Baptista Jerónimo

Baptista Jerónimo

Candidatos e propagandistas

Tudo indica que vamos ter oito candidatos a Presidente da República. Ou, pelo menos, oito nomes no boletim de voto, porque, pelos debates e declarações públicas, poucos se comportam como verdadeiros candidatos.

O André Ventura sabe, ele e nós, que pelas intenções de voto pode passar à segunda volta. Mas, nesse embate, perde para todos os possíveis opositores.

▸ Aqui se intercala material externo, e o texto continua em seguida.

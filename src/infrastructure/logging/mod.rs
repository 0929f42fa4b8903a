//! Logging infrastructure
//!
//! Structured logging using tracing and tracing-subscriber:
//! - JSON or pretty formatting
//! - `RUST_LOG` directives layered over the configured level

pub mod config;
pub mod logger;

pub use config::{LogConfig, LogFormat};
pub use logger::LoggerImpl;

Em vez de discutir o cargo, as suas competências ou o papel moderador, revisita as habituais bandeiras: corrupção, ciganos, imigrantes, o “sistema”. Alimenta o seu eleitorado.

António Filipe representa um PCP imutável, preso às suas certezas enquanto o país e o mundo se transformam. O partido está perto do estado vegetativo, ou já nele, mas a ordem é para aguentar, mesmo sem tropas, simpatizantes ou militantes suficientes para sustentar a ambição presidencial.

António José Seguro um dos candidatos a presidente puro e simples. Socialista que se quis afastar do PS, mas ao qual o partido tardou a juntar-se. O problema é precisamente esse: ficou no vazio. As vozes críticas surgiram cedo, figuras com pouca simpatia popular, mas suficientemente ruidosas para desgastar. O afastamento, que poderia ser vantagem, tornou-se fraqueza: ficou sem tropas no partido e sem eco na opinião pública.

Catarina Martins vem numa missão impossível: tentar recuperar o eleitorado do BE, que perdeu força, influência e seguidores. Apresenta-se com causas, convicções e energias, mas falta-lhe base eleitoral. Traz alegria, prevê-se que leve tristeza.

Cotrim de Figueiredo continua a não deixar claro ao que vem. A candidatura dá a ideia de ser uma devolução de favor ao “lugar de sonho” de deputado europeu. Está em contraciclo com o que vinha defendendo. É liberal assumido e não perdeu, num passado recente, a oportunidade para defender a ideologia. Fica a impressão de que se está a posicionar para regressar à liderança do partido. Um banho de realidade e humildade assentava-lhe bem.

Gouveia e Melo é o único com um percurso apartidário real. O que não lhe traz vantagem e até lhe pode ser prejudicial no exercício. Um independente de farda, disciplinado e imagem sólida. Começou como um candidato ganhador, sem disputa, arrasador. A campanha e os debates arrefecem a candidatura e apoiantes. As intenções de voto desceram à medida que surgiram novas candidaturas.

Jorge Pinto apresenta-se simpático, moderado e conhecedor, e tem marcado terreno com ideias do seu jovem partido. Irreverente próprio da idade, mas adulto no pensamento. Por enquanto, está a passar ao lado de um candidato presidencial.

Marques Mendes é efetivamente candidato presidencial, apartidário no momento, o que não o pode desvalorizar, não fosse a tendência para defender o partido de origem e do seu líder. É o candidato mais parecido com o atual Presidente: no estilo, na postura, no percurso. E isso, longe de ser vantagem, é um alerta: mais do mesmo, para um Estado que precisa de menos hesitação e mais ação responsável. Esperar muito dele será otimismo excessivo.

E aqui reside um ponto essencial: se os partidos de esquerda tivessem verdadeiro interesse em defender o Estado Social, o SNS e contribuir para um país desenvolvido com igualdade de oportunidades, juntar-se-iam em torno do candidato mais bem posicionado para garantir esses valores.

Infelizmente o discurso não é coerente com o comportamento. Parece evidente, neste momento, que só dois candidatos têm hipóteses reais de chegar à segunda volta. Entre António José Seguro e Gouveia e Melo, o que conseguir passar será, muito provavelmente, o próximo Presidente da República.